What this task involves:
Search the data below, and report every line in which "MediaPipe" occurs.

* * *

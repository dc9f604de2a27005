//! Per-landmark motion fields
//!
//! A motion field holds one optional vector per landmark index: a
//! position, a velocity or an acceleration. `None` marks an index where
//! the quantity is undefined (absent or non-finite), and undefined
//! entries never take part in aggregates.

use nalgebra::Vector3;

use crate::pose::{LandmarkWeights, PoseFrame};

/// One optional 3D vector per landmark index
pub type MotionField = Vec<Option<Vector3<f64>>>;

/// Finite landmark positions of a frame
pub fn positions(frame: &PoseFrame) -> MotionField {
    frame
        .iter()
        .map(|(_, lm)| lm.is_finite().then(|| lm.position()))
        .collect()
}

/// `(current - previous) / dt` per landmark.
///
/// Only indices present in both fields are differentiated; the result has
/// the length of the shorter input.
pub fn finite_difference(current: &MotionField, previous: &MotionField, dt: f64) -> MotionField {
    current
        .iter()
        .zip(previous.iter())
        .map(|(c, p)| match (c, p) {
            (Some(c), Some(p)) => {
                let d = (c - p) / dt;
                d.iter().all(|v| v.is_finite()).then_some(d)
            }
            _ => None,
        })
        .collect()
}

/// Weighted mean magnitude of a field, `None` if nothing is defined
pub fn weighted_magnitude(field: &MotionField, weights: &LandmarkWeights) -> Option<f64> {
    weighted_mean(weights.weighted().filter_map(|(id, w)| {
        field
            .get(id.index())
            .copied()
            .flatten()
            .map(|v| (w, v.norm()))
    }))
}

/// Weighted mean of `(weight, value)` pairs, ignoring non-finite values
pub fn weighted_mean(items: impl Iterator<Item = (f64, f64)>) -> Option<f64> {
    let mut sum = 0.0;
    let mut total = 0.0;
    for (w, v) in items {
        if v.is_finite() && w > 0.0 {
            sum += w * v;
            total += w;
        }
    }
    (total > 0.0).then(|| sum / total)
}
//! Landmark identity and per-point data
//!
//! Indices follow the MediaPipe Pose layout (33 points). `LandmarkId` is a
//! closed enum so lookups into fixed-size tables never go out of bounds.

use nalgebra::Vector3;
use serde::{Deserialize, Serialize};

/// Number of points in the canonical skeleton
pub const LANDMARK_COUNT: usize = 33;

// ============================================================================
// LANDMARK IDENTITY
// ============================================================================

/// Anatomical landmark, discriminant equals the MediaPipe index
#[derive(Clone, Copy, Debug, PartialEq, Eq, Hash, PartialOrd, Ord, Serialize, Deserialize)]
#[serde(rename_all = "camelCase")]
#[repr(u8)]
pub enum LandmarkId {
    Nose = 0,
    LeftEyeInner = 1,
    LeftEye = 2,
    LeftEyeOuter = 3,
    RightEyeInner = 4,
    RightEye = 5,
    RightEyeOuter = 6,
    LeftEar = 7,
    RightEar = 8,
    MouthLeft = 9,
    MouthRight = 10,
    LeftShoulder = 11,
    RightShoulder = 12,
    LeftElbow = 13,
    RightElbow = 14,
    LeftWrist = 15,
    RightWrist = 16,
    LeftPinky = 17,
    RightPinky = 18,
    LeftIndex = 19,
    RightIndex = 20,
    LeftThumb = 21,
    RightThumb = 22,
    LeftHip = 23,
    RightHip = 24,
    LeftKnee = 25,
    RightKnee = 26,
    LeftAnkle = 27,
    RightAnkle = 28,
    LeftHeel = 29,
    RightHeel = 30,
    LeftFootIndex = 31,
    RightFootIndex = 32,
}

impl LandmarkId {
    /// Every landmark in index order
    pub const ALL: [LandmarkId; LANDMARK_COUNT] = [
        LandmarkId::Nose,
        LandmarkId::LeftEyeInner,
        LandmarkId::LeftEye,
        LandmarkId::LeftEyeOuter,
        LandmarkId::RightEyeInner,
        LandmarkId::RightEye,
        LandmarkId::RightEyeOuter,
        LandmarkId::LeftEar,
        LandmarkId::RightEar,
        LandmarkId::MouthLeft,
        LandmarkId::MouthRight,
        LandmarkId::LeftShoulder,
        LandmarkId::RightShoulder,
        LandmarkId::LeftElbow,
        LandmarkId::RightElbow,
        LandmarkId::LeftWrist,
        LandmarkId::RightWrist,
        LandmarkId::LeftPinky,
        LandmarkId::RightPinky,
        LandmarkId::LeftIndex,
        LandmarkId::RightIndex,
        LandmarkId::LeftThumb,
        LandmarkId::RightThumb,
        LandmarkId::LeftHip,
        LandmarkId::RightHip,
        LandmarkId::LeftKnee,
        LandmarkId::RightKnee,
        LandmarkId::LeftAnkle,
        LandmarkId::RightAnkle,
        LandmarkId::LeftHeel,
        LandmarkId::RightHeel,
        LandmarkId::LeftFootIndex,
        LandmarkId::RightFootIndex,
    ];

    pub fn index(self) -> usize {
        self as usize
    }

    pub fn from_index(index: usize) -> Option<Self> {
        Self::ALL.get(index).copied()
    }

    pub fn name(self) -> &'static str {
        match self {
            LandmarkId::Nose => "nose",
            LandmarkId::LeftEyeInner => "left_eye_inner",
            LandmarkId::LeftEye => "left_eye",
            LandmarkId::LeftEyeOuter => "left_eye_outer",
            LandmarkId::RightEyeInner => "right_eye_inner",
            LandmarkId::RightEye => "right_eye",
            LandmarkId::RightEyeOuter => "right_eye_outer",
            LandmarkId::LeftEar => "left_ear",
            LandmarkId::RightEar => "right_ear",
            LandmarkId::MouthLeft => "mouth_left",
            LandmarkId::MouthRight => "mouth_right",
            LandmarkId::LeftShoulder => "left_shoulder",
            LandmarkId::RightShoulder => "right_shoulder",
            LandmarkId::LeftElbow => "left_elbow",
            LandmarkId::RightElbow => "right_elbow",
            LandmarkId::LeftWrist => "left_wrist",
            LandmarkId::RightWrist => "right_wrist",
            LandmarkId::LeftPinky => "left_pinky",
            LandmarkId::RightPinky => "right_pinky",
            LandmarkId::LeftIndex => "left_index",
            LandmarkId::RightIndex => "right_index",
            LandmarkId::LeftThumb => "left_thumb",
            LandmarkId::RightThumb => "right_thumb",
            LandmarkId::LeftHip => "left_hip",
            LandmarkId::RightHip => "right_hip",
            LandmarkId::LeftKnee => "left_knee",
            LandmarkId::RightKnee => "right_knee",
            LandmarkId::LeftAnkle => "left_ankle",
            LandmarkId::RightAnkle => "right_ankle",
            LandmarkId::LeftHeel => "left_heel",
            LandmarkId::RightHeel => "right_heel",
            LandmarkId::LeftFootIndex => "left_foot_index",
            LandmarkId::RightFootIndex => "right_foot_index",
        }
    }
}

/// Torso and leg connections used for overlay rendering
pub const TORSO_SKELETON: [(LandmarkId, LandmarkId); 8] = [
    (LandmarkId::LeftShoulder, LandmarkId::RightShoulder),
    (LandmarkId::LeftShoulder, LandmarkId::LeftHip),
    (LandmarkId::RightShoulder, LandmarkId::RightHip),
    (LandmarkId::LeftHip, LandmarkId::RightHip),
    (LandmarkId::LeftHip, LandmarkId::LeftKnee),
    (LandmarkId::RightHip, LandmarkId::RightKnee),
    (LandmarkId::LeftKnee, LandmarkId::LeftAnkle),
    (LandmarkId::RightKnee, LandmarkId::RightAnkle),
];

// ============================================================================
// LANDMARK DATA STRUCTURE
// ============================================================================

/// A single 3D landmark point as produced by the detector
#[derive(Clone, Copy, Debug, PartialEq, Serialize, Deserialize)]
pub struct Landmark {
    pub x: f64, // 0-1 normalized
    pub y: f64, // 0-1 normalized
    pub z: f64, // Relative depth
    /// Probability the point is inside the frame
    pub visibility: f64,
    /// Probability the point exists at all (not occluded)
    pub presence: f64,
}

impl Default for Landmark {
    fn default() -> Self {
        Self {
            x: 0.0,
            y: 0.0,
            z: 0.0,
            visibility: 0.0,
            presence: 0.0,
        }
    }
}

impl Landmark {
    /// Fully confident landmark at the given position
    pub fn new(x: f64, y: f64, z: f64) -> Self {
        Self {
            x,
            y,
            z,
            visibility: 1.0,
            presence: 1.0,
        }
    }

    pub fn with_confidence(mut self, visibility: f64, presence: f64) -> Self {
        self.visibility = visibility;
        self.presence = presence;
        self
    }

    pub fn position(&self) -> Vector3<f64> {
        Vector3::new(self.x, self.y, self.z)
    }

    /// All coordinates finite
    pub fn is_finite(&self) -> bool {
        self.x.is_finite() && self.y.is_finite() && self.z.is_finite()
    }

    /// Joint confidence: the weaker of visibility and presence.
    /// Non-finite confidence values count as zero.
    pub fn confidence(&self) -> f64 {
        if !self.visibility.is_finite() || !self.presence.is_finite() {
            return 0.0;
        }
        self.visibility.min(self.presence).clamp(0.0, 1.0)
    }
}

* * *

Output for this exercise:
//! Indices follow the MediaPipe Pose layout (33 points). `LandmarkId` is a
/// Anatomical landmark, discriminant equals the MediaPipe index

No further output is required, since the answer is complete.